--- Description of the task ---
Locate the word "cursor" in the data below, then copy every line that holds it.
:::::
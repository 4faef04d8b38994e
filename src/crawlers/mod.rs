pub mod crawler;
pub mod walker;
pub mod web;
use serde::{Deserialize, Serialize};
use std::path::PathBuf;

/// One saved page
#[derive(Debug, Clone, Serialize, Deserialize)]
pub struct DumpRecord {
    /// Ordinal used for the file name
    pub index: u64,

    /// URL the page was loaded from
    pub url: String,

    /// File the markup was written to
    pub path: PathBuf,

    /// Link extracted from the page, if the listing continues
    pub next: Option<String>,
}

/// Why a walk ended without error
#[derive(Debug, Clone, Copy, PartialEq, Eq, Serialize, Deserialize)]
pub enum StopReason {
    /// The last page had no link to a following page
    Exhausted,
    /// The configured page limit was reached
    PageLimit,
    /// A shutdown was requested
    Shutdown,
}

/// Outcome of a walk that stopped cleanly
#[derive(Debug, Clone, Serialize, Deserialize)]
pub struct WalkSummary {
    pub reason: StopReason,

    /// Number of dump files written
    pub pages_saved: u64,

    /// Page cursor at the time the walk stopped
    pub cursor: String,

    /// Most recently saved page
    pub last: Option<DumpRecord>,
}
:::::
--- Answer space ---
    /// Page cursor at the time the walk stopped
    pub cursor: String,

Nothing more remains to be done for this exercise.